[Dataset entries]
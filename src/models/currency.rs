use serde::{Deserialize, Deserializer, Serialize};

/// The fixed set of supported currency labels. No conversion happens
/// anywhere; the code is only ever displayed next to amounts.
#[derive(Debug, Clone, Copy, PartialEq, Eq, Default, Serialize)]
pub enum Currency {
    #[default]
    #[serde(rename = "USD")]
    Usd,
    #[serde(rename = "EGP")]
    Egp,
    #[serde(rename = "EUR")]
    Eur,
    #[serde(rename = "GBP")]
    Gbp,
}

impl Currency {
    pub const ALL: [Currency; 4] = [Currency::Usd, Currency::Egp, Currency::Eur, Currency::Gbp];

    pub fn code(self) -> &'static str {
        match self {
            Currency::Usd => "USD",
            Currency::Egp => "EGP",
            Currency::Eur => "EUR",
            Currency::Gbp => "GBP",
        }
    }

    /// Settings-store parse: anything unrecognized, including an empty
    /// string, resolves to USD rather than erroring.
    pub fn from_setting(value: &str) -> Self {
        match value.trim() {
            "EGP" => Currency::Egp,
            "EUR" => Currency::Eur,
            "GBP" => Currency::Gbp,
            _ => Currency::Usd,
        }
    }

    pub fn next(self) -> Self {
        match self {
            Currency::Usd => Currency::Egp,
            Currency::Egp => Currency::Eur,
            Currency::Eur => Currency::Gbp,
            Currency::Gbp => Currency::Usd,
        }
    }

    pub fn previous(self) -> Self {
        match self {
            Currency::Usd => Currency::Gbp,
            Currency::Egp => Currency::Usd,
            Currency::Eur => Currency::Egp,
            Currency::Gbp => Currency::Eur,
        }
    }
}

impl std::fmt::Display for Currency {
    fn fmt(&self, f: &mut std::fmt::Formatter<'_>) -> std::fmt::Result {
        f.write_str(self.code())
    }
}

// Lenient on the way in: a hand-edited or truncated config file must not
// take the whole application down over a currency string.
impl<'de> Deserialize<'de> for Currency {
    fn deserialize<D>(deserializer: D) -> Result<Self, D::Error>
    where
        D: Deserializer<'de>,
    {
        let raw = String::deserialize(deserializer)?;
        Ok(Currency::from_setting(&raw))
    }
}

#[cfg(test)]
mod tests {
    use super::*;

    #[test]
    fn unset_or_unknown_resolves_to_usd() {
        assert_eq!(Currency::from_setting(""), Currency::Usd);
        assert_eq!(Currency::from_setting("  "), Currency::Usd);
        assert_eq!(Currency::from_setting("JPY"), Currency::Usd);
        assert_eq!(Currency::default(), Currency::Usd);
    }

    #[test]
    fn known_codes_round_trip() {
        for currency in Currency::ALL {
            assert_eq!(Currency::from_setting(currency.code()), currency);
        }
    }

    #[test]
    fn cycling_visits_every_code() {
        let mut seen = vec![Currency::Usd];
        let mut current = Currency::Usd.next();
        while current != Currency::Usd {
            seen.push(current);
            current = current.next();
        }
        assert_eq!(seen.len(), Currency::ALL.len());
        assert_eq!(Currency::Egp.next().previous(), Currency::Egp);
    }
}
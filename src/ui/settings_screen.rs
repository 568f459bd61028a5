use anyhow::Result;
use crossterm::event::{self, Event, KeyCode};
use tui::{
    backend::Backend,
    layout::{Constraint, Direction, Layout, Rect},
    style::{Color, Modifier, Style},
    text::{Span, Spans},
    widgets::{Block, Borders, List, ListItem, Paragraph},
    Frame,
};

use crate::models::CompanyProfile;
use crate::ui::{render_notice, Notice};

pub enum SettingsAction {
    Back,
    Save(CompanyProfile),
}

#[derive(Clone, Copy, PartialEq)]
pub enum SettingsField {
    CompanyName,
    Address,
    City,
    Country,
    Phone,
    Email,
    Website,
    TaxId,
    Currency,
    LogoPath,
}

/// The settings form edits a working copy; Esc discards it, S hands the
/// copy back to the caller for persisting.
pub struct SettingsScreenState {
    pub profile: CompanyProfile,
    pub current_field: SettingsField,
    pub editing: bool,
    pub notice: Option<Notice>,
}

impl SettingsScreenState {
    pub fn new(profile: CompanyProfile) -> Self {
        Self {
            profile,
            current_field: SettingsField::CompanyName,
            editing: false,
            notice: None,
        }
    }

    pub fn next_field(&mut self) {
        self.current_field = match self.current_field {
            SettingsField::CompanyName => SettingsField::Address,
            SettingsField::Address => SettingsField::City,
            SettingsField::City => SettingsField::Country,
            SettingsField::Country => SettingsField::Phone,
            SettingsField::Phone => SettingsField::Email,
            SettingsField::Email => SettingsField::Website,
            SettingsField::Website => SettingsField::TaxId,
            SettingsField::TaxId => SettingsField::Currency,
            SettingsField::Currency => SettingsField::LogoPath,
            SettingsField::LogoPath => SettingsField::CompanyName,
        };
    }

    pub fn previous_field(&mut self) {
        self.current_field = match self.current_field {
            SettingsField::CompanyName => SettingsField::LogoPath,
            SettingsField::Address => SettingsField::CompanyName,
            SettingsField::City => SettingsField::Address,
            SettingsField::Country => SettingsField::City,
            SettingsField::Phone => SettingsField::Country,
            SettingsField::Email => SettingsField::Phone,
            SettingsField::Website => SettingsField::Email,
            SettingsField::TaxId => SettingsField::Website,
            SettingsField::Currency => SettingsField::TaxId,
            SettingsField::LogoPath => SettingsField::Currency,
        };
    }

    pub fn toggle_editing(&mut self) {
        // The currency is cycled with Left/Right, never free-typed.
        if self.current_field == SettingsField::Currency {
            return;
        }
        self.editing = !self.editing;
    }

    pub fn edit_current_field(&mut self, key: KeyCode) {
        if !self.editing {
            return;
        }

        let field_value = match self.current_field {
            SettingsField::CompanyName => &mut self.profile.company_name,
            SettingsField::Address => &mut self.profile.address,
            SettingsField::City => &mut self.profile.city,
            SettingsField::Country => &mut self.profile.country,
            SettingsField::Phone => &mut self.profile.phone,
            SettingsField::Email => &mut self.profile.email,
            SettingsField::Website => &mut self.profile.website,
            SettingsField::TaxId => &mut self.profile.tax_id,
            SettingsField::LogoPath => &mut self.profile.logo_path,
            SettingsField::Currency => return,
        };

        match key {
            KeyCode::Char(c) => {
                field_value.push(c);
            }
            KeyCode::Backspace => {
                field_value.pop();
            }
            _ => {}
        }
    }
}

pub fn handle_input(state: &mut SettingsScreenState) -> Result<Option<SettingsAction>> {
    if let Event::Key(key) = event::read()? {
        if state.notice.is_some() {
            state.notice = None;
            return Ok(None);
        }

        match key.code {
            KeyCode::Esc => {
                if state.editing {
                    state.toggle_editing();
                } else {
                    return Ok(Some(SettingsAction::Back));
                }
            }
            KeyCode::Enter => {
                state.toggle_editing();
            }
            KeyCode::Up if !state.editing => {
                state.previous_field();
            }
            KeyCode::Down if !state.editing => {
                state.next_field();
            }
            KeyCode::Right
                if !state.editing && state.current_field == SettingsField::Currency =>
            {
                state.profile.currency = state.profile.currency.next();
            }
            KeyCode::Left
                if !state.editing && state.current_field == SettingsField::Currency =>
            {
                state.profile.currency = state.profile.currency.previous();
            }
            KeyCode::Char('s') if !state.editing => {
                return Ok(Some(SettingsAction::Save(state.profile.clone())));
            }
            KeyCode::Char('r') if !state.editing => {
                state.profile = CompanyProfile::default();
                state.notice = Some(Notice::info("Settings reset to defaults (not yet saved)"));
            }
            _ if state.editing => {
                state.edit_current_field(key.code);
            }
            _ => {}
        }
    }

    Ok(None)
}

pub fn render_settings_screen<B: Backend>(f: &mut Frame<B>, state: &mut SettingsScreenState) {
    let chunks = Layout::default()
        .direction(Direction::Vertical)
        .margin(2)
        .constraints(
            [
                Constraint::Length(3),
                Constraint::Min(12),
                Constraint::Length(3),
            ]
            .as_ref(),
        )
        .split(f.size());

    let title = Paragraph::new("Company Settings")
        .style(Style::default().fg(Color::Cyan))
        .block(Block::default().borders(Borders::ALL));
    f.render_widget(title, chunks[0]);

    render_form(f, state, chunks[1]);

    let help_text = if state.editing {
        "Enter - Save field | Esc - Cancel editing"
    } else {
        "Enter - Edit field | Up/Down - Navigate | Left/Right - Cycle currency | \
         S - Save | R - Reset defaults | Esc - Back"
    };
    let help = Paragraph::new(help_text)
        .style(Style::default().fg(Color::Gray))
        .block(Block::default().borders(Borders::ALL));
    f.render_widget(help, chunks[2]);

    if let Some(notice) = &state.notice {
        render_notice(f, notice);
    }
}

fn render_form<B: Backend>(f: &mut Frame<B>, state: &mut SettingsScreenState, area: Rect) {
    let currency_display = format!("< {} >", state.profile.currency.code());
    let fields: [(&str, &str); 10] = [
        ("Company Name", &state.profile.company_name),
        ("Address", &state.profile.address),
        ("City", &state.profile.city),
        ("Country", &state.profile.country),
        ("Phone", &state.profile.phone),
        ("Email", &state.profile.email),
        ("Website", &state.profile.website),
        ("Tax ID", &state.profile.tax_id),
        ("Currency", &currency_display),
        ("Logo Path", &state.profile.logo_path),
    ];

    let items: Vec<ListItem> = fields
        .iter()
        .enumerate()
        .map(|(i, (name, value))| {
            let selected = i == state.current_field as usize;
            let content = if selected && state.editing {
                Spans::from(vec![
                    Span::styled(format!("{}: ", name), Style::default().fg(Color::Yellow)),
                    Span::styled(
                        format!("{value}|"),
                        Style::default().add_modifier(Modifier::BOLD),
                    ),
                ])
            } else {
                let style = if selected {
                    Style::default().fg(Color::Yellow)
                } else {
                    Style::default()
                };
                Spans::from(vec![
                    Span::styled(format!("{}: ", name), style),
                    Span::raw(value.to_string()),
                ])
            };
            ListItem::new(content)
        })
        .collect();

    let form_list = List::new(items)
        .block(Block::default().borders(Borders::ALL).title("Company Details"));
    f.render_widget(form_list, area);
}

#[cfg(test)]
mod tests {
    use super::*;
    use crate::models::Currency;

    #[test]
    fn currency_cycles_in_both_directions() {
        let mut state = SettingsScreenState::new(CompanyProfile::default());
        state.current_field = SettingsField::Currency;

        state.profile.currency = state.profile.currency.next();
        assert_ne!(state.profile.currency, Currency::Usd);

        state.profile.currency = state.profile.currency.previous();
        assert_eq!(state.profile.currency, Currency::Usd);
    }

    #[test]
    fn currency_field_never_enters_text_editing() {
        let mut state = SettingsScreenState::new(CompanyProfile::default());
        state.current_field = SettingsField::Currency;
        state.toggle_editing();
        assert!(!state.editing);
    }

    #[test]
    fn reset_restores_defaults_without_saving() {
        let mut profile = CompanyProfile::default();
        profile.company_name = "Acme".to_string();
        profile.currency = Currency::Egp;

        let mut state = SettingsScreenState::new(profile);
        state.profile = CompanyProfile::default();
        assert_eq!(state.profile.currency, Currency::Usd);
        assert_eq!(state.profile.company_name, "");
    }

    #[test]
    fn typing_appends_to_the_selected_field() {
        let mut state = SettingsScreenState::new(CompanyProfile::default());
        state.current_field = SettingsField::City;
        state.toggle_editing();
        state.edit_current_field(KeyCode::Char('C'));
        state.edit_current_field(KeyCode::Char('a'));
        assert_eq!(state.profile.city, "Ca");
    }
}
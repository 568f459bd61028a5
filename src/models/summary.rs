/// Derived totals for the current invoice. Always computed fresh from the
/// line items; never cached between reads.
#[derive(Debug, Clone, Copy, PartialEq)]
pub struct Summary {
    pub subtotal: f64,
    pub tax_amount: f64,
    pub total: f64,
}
* * *
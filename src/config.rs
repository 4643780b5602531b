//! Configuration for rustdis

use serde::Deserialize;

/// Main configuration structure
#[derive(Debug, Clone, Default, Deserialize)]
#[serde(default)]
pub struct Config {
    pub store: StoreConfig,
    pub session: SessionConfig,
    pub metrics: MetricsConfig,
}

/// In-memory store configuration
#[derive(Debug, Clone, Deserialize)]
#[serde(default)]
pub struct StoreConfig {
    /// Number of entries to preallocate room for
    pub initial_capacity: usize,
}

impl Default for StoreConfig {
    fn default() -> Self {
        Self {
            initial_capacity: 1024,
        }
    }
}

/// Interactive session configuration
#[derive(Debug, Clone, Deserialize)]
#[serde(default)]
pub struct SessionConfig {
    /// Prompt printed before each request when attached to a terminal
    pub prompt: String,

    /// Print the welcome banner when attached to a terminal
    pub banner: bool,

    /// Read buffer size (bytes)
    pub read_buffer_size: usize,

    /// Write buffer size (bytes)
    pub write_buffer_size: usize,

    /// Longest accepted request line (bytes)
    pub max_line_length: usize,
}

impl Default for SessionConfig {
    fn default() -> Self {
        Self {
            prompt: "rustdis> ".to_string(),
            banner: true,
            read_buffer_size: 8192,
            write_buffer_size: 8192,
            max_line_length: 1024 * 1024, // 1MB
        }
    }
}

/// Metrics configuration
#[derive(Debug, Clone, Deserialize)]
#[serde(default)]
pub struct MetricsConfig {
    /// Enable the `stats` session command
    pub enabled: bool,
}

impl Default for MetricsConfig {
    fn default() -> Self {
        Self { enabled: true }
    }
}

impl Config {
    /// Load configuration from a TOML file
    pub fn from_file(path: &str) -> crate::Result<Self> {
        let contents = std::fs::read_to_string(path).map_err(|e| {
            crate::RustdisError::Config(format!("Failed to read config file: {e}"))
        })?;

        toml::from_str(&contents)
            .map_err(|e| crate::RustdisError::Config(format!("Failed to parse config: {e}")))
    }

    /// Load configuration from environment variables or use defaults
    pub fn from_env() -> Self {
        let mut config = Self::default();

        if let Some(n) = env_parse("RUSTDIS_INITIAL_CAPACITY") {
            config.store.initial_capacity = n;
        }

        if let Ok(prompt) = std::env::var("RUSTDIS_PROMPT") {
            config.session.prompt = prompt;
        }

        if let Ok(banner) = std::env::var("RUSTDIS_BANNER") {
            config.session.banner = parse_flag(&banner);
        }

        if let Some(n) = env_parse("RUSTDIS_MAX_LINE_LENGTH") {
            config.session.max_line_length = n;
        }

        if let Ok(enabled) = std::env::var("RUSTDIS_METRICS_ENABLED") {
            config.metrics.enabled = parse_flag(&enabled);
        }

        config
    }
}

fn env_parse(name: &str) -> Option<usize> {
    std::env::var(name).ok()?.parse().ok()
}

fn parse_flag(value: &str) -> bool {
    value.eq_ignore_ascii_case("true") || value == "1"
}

Work item. Only the lines above from the one with "config.session.banner = parse_flag(&banner);" up to and including the one with "fn parse_flag(value: &str)" should be repeated, exactly as written.

Your solution.
            config.session.banner = parse_flag(&banner);
        }

        if let Some(n) = env_parse("RUSTDIS_MAX_LINE_LENGTH") {
            config.session.max_line_length = n;
        }

        if let Ok(enabled) = std::env::var("RUSTDIS_METRICS_ENABLED") {
            config.metrics.enabled = parse_flag(&enabled);
        }

        config
    }
}

fn env_parse(name: &str) -> Option<usize> {
    std::env::var(name).ok()?.parse().ok()
}

fn parse_flag(value: &str) -> bool {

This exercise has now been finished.